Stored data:
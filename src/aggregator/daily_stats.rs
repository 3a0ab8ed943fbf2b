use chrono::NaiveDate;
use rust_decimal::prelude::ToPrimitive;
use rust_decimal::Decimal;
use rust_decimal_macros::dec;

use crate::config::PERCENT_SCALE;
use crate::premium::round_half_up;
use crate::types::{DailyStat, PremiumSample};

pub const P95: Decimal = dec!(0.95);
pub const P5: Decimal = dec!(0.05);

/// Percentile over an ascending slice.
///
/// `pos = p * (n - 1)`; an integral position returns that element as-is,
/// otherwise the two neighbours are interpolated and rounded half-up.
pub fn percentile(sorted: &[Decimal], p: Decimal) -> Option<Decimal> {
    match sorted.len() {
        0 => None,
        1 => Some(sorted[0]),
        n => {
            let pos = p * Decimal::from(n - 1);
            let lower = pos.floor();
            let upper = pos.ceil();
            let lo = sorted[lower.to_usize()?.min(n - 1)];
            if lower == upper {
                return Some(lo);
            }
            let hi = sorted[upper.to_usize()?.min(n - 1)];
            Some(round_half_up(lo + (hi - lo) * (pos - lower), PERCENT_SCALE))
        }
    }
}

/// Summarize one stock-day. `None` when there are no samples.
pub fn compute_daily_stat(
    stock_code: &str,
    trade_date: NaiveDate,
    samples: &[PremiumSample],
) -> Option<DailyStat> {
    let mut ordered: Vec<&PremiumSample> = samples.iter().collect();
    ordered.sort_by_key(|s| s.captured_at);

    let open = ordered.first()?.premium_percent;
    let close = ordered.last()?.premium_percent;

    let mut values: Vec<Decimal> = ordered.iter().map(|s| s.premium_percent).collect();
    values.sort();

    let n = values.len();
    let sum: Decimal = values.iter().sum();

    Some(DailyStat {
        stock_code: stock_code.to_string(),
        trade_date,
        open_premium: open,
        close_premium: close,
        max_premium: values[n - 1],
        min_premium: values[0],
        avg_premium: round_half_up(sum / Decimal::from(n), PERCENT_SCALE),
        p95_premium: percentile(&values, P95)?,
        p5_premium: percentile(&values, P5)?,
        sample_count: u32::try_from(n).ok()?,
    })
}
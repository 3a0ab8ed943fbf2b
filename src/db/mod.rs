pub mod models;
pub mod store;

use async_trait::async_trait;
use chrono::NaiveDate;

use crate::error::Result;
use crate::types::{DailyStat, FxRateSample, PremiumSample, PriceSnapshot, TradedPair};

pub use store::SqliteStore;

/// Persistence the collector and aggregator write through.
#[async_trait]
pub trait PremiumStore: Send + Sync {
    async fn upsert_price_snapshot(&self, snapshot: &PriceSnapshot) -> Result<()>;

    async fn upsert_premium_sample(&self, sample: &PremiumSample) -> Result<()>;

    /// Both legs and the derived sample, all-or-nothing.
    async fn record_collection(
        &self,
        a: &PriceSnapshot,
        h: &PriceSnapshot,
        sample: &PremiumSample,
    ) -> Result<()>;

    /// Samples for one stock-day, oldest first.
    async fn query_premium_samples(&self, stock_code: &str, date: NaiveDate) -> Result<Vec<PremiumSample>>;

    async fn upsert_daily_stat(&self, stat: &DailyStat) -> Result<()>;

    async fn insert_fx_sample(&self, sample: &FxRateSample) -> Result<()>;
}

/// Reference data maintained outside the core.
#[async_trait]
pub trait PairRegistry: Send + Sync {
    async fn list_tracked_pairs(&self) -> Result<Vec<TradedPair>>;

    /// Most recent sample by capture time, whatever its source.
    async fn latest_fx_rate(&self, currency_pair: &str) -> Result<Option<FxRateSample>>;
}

==

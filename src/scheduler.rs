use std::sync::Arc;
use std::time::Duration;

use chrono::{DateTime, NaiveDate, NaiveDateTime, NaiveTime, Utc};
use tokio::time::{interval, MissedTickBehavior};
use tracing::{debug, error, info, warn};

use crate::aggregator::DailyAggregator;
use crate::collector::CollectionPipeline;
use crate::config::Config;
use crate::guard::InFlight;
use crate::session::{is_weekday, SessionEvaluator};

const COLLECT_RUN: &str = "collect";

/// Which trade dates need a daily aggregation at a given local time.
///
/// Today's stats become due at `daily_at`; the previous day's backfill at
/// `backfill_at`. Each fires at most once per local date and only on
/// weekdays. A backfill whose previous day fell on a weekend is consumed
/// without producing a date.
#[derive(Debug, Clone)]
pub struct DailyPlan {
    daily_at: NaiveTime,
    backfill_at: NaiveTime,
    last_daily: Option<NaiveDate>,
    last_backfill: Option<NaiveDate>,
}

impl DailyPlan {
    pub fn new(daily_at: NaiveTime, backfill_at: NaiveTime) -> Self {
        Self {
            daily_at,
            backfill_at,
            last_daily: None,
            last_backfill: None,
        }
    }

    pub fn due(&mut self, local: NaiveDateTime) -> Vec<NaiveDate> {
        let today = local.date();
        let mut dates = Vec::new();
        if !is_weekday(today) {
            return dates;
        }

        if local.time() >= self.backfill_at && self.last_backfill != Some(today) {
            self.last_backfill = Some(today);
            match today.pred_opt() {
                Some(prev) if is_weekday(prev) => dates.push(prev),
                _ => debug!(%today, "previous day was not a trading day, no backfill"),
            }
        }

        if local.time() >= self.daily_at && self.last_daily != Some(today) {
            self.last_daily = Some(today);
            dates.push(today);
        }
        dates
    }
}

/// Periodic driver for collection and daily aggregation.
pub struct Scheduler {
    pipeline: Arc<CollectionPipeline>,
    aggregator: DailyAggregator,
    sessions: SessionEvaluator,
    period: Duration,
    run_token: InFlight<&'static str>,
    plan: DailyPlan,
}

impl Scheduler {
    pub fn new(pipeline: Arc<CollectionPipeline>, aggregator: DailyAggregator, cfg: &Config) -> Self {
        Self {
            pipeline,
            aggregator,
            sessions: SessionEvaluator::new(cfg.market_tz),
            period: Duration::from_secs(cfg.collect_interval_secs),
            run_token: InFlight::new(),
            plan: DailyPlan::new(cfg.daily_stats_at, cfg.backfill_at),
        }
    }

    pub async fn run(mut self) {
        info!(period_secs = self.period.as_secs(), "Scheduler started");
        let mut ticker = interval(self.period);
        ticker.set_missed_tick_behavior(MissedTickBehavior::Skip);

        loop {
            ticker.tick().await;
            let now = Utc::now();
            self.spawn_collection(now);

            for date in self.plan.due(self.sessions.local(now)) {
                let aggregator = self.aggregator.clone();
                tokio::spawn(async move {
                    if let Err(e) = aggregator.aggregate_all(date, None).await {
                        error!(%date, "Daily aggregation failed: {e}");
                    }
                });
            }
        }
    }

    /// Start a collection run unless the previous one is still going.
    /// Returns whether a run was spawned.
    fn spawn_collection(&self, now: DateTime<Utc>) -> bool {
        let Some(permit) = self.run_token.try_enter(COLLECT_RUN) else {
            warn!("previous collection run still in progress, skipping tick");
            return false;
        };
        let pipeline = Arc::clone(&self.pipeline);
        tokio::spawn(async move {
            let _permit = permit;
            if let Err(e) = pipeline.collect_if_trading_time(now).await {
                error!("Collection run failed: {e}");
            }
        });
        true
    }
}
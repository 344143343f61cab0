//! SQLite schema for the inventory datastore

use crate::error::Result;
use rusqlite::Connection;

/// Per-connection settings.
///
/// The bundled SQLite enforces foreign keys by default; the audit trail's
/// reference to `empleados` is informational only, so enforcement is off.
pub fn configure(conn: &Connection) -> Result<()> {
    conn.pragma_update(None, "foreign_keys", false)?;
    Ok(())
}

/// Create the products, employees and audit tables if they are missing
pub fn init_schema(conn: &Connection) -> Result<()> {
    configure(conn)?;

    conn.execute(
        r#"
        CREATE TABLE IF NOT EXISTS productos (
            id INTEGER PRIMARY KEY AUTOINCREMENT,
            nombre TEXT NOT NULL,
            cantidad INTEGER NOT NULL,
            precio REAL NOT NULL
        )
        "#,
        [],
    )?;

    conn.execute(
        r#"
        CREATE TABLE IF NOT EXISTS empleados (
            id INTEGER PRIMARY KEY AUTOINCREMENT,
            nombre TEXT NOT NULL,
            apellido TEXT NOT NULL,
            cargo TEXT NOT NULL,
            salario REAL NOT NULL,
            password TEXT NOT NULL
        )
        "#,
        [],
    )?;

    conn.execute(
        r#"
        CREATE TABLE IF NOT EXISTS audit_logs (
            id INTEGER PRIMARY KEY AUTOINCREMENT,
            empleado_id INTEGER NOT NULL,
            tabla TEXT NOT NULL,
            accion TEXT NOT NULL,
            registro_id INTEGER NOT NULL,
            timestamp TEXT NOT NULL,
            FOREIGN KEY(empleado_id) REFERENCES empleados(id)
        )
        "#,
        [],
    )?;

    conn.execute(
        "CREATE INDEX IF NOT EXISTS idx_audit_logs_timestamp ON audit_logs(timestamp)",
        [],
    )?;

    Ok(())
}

* * *

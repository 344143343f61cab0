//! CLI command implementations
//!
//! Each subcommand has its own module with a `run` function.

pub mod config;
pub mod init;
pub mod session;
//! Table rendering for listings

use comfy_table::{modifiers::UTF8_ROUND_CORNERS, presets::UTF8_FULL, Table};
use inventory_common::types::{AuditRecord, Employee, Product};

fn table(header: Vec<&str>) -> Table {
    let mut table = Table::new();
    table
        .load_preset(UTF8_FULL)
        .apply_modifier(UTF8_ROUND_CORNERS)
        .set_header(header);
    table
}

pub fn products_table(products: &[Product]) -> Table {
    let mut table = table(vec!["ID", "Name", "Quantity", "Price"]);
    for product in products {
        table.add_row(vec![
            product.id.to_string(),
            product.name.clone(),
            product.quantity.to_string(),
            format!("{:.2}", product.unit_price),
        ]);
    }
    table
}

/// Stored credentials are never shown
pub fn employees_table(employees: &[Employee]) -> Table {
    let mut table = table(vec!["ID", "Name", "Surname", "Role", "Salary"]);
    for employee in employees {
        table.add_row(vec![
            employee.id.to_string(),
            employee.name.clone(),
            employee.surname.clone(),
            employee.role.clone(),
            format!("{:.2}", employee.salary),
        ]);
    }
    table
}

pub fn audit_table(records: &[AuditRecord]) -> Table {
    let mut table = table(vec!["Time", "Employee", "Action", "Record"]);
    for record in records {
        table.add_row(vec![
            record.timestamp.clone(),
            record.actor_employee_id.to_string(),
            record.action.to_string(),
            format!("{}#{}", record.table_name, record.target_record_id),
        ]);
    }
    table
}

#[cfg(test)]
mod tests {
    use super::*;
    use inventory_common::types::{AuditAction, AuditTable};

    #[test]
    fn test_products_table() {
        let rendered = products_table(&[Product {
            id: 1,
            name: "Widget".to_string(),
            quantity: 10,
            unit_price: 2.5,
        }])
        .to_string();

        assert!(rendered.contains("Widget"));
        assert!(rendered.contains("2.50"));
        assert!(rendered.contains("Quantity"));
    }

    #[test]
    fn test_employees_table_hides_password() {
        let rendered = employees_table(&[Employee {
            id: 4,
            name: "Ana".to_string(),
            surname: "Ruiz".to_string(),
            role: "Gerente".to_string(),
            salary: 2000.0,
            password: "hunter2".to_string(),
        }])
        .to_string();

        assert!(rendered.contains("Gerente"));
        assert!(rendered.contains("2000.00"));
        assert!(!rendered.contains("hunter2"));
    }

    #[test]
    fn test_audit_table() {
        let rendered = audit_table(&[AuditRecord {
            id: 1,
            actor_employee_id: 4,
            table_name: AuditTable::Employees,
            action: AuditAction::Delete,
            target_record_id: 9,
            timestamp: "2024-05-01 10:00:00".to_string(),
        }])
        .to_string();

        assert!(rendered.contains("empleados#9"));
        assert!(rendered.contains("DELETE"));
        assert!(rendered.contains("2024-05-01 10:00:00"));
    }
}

What you need to do: From the records above, retype only the lines starting at the line that contains "filename src/aggregator/daily_stats.rs" and ending at the line that contains "and rounded half-up.", both included.

Exercise result:
filename src/aggregator/daily_stats.rs
repository 3a0ab8ed943fbf2b
use chrono::NaiveDate;
use rust_decimal::prelude::ToPrimitive;
use rust_decimal::Decimal;
use rust_decimal_macros::dec;

use crate::config::PERCENT_SCALE;
use crate::premium::round_half_up;
use crate::types::{DailyStat, PremiumSample};

pub const P95: Decimal = dec!(0.95);
pub const P5: Decimal = dec!(0.05);

/// Percentile over an ascending slice.
///
/// `pos = p * (n - 1)`; an integral position returns that element as-is,
/// otherwise the two neighbours are interpolated and rounded half-up.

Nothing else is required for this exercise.